▸ **Data**:
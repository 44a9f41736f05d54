use std::path::PathBuf;
use std::process::ExitCode;

use anyhow::{anyhow, Context, Result};
use winit::dpi::LogicalSize;

use tessera_engine::device::GpuInit;
use tessera_engine::logging::{init_logging, LoggingConfig};
use tessera_engine::page::Page;
use tessera_engine::shader::{get_shader, Program, ShaderError};
use tessera_engine::window::{Runtime, RuntimeConfig};

mod motion;
mod scene;

use scene::{DemoApp, SceneKind};

/// Page used when no path is given on the command line.
const BUILTIN_PAGE: &str = include_str!("../page/index.xhtml");

const CANVAS_ID: &str = "mainCanvas";
const VERTEX_SHADER_ID: &str = "shader-vs";
const FRAGMENT_SHADER_ID: &str = "shader-fs";

const USAGE: &str = "Usage: tessera-demo [clear|square] [page]";

fn main() -> ExitCode {
    init_logging(LoggingConfig::default());

    match run() {
        Ok(()) => ExitCode::SUCCESS,
        Err(err) => {
            log::error!("{err:#}");
            ExitCode::FAILURE
        }
    }
}

fn run() -> Result<()> {
    let options = CliOptions::parse(std::env::args().skip(1))?;

    let source = match &options.page {
        Some(path) => std::fs::read_to_string(path)
            .with_context(|| format!("failed to read page {}", path.display()))?,
        None => BUILTIN_PAGE.to_string(),
    };
    let page = Page::parse(&source).context("failed to load page")?;
    let canvas = page.canvas(CANVAS_ID)?;

    log::info!(
        "scene `{}` on {}x{} canvas",
        options.scene.name(),
        canvas.width,
        canvas.height
    );

    let app = match options.scene {
        SceneKind::Clear => DemoApp::clear(),
        SceneKind::Square => DemoApp::square(load_program(&page)?)?,
    };

    let config = RuntimeConfig {
        title: page.title().unwrap_or_else(|| "tessera".to_string()),
        initial_size: LogicalSize::new(canvas.width as f64, canvas.height as f64),
        frame_interval: Some(RuntimeConfig::DEFAULT_FRAME_INTERVAL),
    };

    Runtime::run(config, GpuInit::default(), app)
}

/// Compiles and links the page's shader pair.
fn load_program(page: &Page<'_>) -> Result<Program, ShaderError> {
    let fragment = get_shader(page, FRAGMENT_SHADER_ID)?.ok_or_else(|| {
        ShaderError::MissingShader {
            id: FRAGMENT_SHADER_ID.to_string(),
        }
    })?;
    let vertex = get_shader(page, VERTEX_SHADER_ID)?.ok_or_else(|| {
        ShaderError::MissingShader {
            id: VERTEX_SHADER_ID.to_string(),
        }
    })?;

    Program::link(vertex, fragment)
}

#[derive(Debug, PartialEq)]
struct CliOptions {
    scene: SceneKind,
    page: Option<PathBuf>,
}

impl CliOptions {
    fn parse<I>(args: I) -> Result<Self>
    where
        I: IntoIterator<Item = String>,
    {
        let mut scene = None;
        let mut page = None;

        for arg in args {
            if arg == "-h" || arg == "--help" {
                return Err(anyhow!(USAGE));
            }
            if arg.starts_with('-') {
                return Err(anyhow!("unknown option `{arg}`. {USAGE}"));
            }
            // A leading scene name is optional; the next positional is the page.
            if scene.is_none() && page.is_none() {
                if let Some(kind) = SceneKind::from_name(&arg) {
                    scene = Some(kind);
                    continue;
                }
            }
            if page.is_none() {
                page = Some(PathBuf::from(arg));
                continue;
            }
            return Err(anyhow!("unexpected argument `{arg}`. {USAGE}"));
        }

        Ok(Self {
            scene: scene.unwrap_or(SceneKind::Square),
            page,
        })
    }
}

#[cfg(test)]
mod tests {
    use super::*;

    fn parse(args: &[&str]) -> Result<CliOptions> {
        CliOptions::parse(args.iter().map(|s| s.to_string()))
    }

    #[test]
    fn defaults_to_square_with_builtin_page() {
        let o = parse(&[]).unwrap();
        assert_eq!(o, CliOptions { scene: SceneKind::Square, page: None });
    }

    #[test]
    fn scene_and_page() {
        let o = parse(&["clear", "demo.xhtml"]).unwrap();
        assert_eq!(o.scene, SceneKind::Clear);
        assert_eq!(o.page, Some(PathBuf::from("demo.xhtml")));
    }

    #[test]
    fn page_alone() {
        let o = parse(&["pages/other.xhtml"]).unwrap();
        assert_eq!(o.scene, SceneKind::Square);
        assert!(o.page.is_some());
    }

    #[test]
    fn page_may_have_any_extension() {
        let o = parse(&["square", "page.xml"]).unwrap();
        assert_eq!(o.page, Some(PathBuf::from("page.xml")));

        let o = parse(&["index.html"]).unwrap();
        assert_eq!(o, CliOptions { scene: SceneKind::Square, page: Some(PathBuf::from("index.html")) });
    }

    #[test]
    fn extra_arguments_are_rejected() {
        assert!(parse(&["square", "a.xhtml", "b.xhtml"]).is_err());
        assert!(parse(&["a.xhtml", "b.xhtml"]).is_err());
        assert!(parse(&["--verbose"]).is_err());
        assert!(parse(&["--help"]).is_err());
    }

    #[test]
    fn builtin_page_is_complete() {
        let page = Page::parse(BUILTIN_PAGE).unwrap();
        let canvas = page.canvas(CANVAS_ID).unwrap();
        assert_eq!((canvas.width, canvas.height), (640, 480));
        assert!(page.title().is_some());

        let program = load_program(&page).unwrap();
        assert_eq!(program.attrib_location("vertexPosition"), Some(0));
        assert!(program.uniform_binding("transform").is_some());
    }

    #[test]
    fn page_without_shaders_reports_the_missing_one() {
        let page = Page::parse("<html><body/></html>").unwrap();
        let err = load_program(&page).unwrap_err();
        assert_eq!(err, ShaderError::MissingShader { id: FRAGMENT_SHADER_ID.to_string() });
    }
}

▸ **Exercise goal**: Tally the lines of the entries that carry the word "LoggingConfig" and say only that number.

▸ **Task output**: 2